Something for holidaymakers

"The long term plan is to get it back to how it was," said Mr Davies.

"Part of the marina project will be to provide a building for it to go on display. We are hoping it will be part of a maritime and rail museum for the town."

He said the development would revitalise the town, which he claimed was "dying on its feet".

"To have a lobster hatchery here would be brilliant.
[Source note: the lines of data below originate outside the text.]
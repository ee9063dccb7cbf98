use crate::animation::interp::{clamp01, lerp};
use crate::foundation::core::{Point, Transform2D, Vec2};

/// Named entrance animation applied to an element or a whole scene.
#[derive(Clone, Copy, Debug, Default, PartialEq, Eq, serde::Serialize, serde::Deserialize)]
#[serde(rename_all = "snake_case")]
pub enum EntranceStyle {
    /// Fade in while rising 30px.
    #[default]
    FadeUp,
    /// Fade in while dropping 30px.
    FadeDown,
    /// Fade in from 40px to the left.
    FadeLeft,
    /// Fade in from 40px to the right.
    FadeRight,
    /// Fade in while growing from 80%.
    ScaleUp,
    /// Fade in while growing from 60% and untwisting 5 degrees.
    ScaleRotate,
    /// Fade in from a slight zoom and 8px blur.
    BlurFade,
    /// Appear immediately.
    None,
}

/// Style values produced by an entrance at a given progress.
#[derive(Clone, Copy, Debug, PartialEq, serde::Serialize)]
pub struct EntranceFx {
    /// Opacity multiplier in `[0, 1]`.
    pub opacity: f64,
    /// Offset in pixels.
    pub translate: Vec2,
    /// Uniform scale.
    pub scale: f64,
    /// Rotation in radians.
    pub rotation_rad: f64,
    /// Gaussian blur radius in pixels.
    pub blur_px: f64,
}

impl EntranceFx {
    /// Fully entered: no visible effect.
    pub const REST: Self = Self {
        opacity: 1.0,
        translate: Vec2::ZERO,
        scale: 1.0,
        rotation_rad: 0.0,
        blur_px: 0.0,
    };

    /// Transform for this effect, pivoting scale and rotation around `anchor`.
    pub fn transform(&self, anchor: Point) -> Transform2D {
        Transform2D {
            translate: self.translate,
            rotation_rad: self.rotation_rad,
            scale: Vec2::new(self.scale, self.scale),
            anchor: anchor.to_vec2(),
        }
    }
}

impl EntranceStyle {
    /// Evaluate the entrance at `progress` (clamped to `[0, 1]`).
    ///
    /// Progress beyond 1 (spring overshoot) is clamped too, so entrances never
    /// extrapolate past their resting pose.
    pub fn fx(self, progress: f64) -> EntranceFx {
        let p = clamp01(progress);
        let fade = EntranceFx {
            opacity: p,
            ..EntranceFx::REST
        };
        match self {
            Self::FadeUp => EntranceFx {
                translate: Vec2::new(0.0, lerp(30.0, 0.0, p)),
                ..fade
            },
            Self::FadeDown => EntranceFx {
                translate: Vec2::new(0.0, lerp(-30.0, 0.0, p)),
                ..fade
            },
            Self::FadeLeft => EntranceFx {
                translate: Vec2::new(lerp(-40.0, 0.0, p), 0.0),
                ..fade
            },
            Self::FadeRight => EntranceFx {
                translate: Vec2::new(lerp(40.0, 0.0, p), 0.0),
                ..fade
            },
            Self::ScaleUp => EntranceFx {
                scale: lerp(0.8, 1.0, p),
                ..fade
            },
            Self::ScaleRotate => EntranceFx {
                scale: lerp(0.6, 1.0, p),
                rotation_rad: lerp(-5.0, 0.0, p).to_radians(),
                ..fade
            },
            Self::BlurFade => EntranceFx {
                scale: lerp(1.05, 1.0, p),
                blur_px: lerp(8.0, 0.0, p),
                ..fade
            },
            Self::None => EntranceFx::REST,
        }
    }
}

#[cfg(test)]
#[path = "../../tests/unit/animation/entrance.rs"]
mod tests;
There is one in Padstow [in Cornwall] and it is amazing," the mayor said.

"That and the sea zoo and seal hospital could be places for children to come on school trips and it would also provide something for holidaymakers to come to see.

"We would be providing attractions for visitors and that's what we need - they would be different from the places of interest in other parts of Pembrokeshire, like Oakwood.

"And we'd hopefully get day trippers from Ireland so that would be good for the ferry too."

Local opposition

A cCinema, restaurants and shops were also planned, he said, while it was hoped a sculpture, like the Angel of the North, would take pride of place.

"There has been a little bit of opposition in the town to all of this, but it's mainly been because locals were worried they would lose their slipway for their boats at the port," he said.

"But I have had a written assurance from Conygar that they will still have a slipway, which will be free of charge to locals, and a car park."

Planning permission for a marina at Fishguard was granted to the Anglesey Boat Company in 2003.

It was acquired by the The Conygar Investment Company in 2008, which is behind the latest plans.

A spokesperson said: "Conygar is keen to see the marina development become a success and that would include various business opportunities that would create jobs and attract people to the site."

Conygar previously said if granted the new application will supersede the existing planning consent and provide a development of greater scale and opportunity.

The firm claims the marina could be worth up to £100m providing a major boost to the area's economy.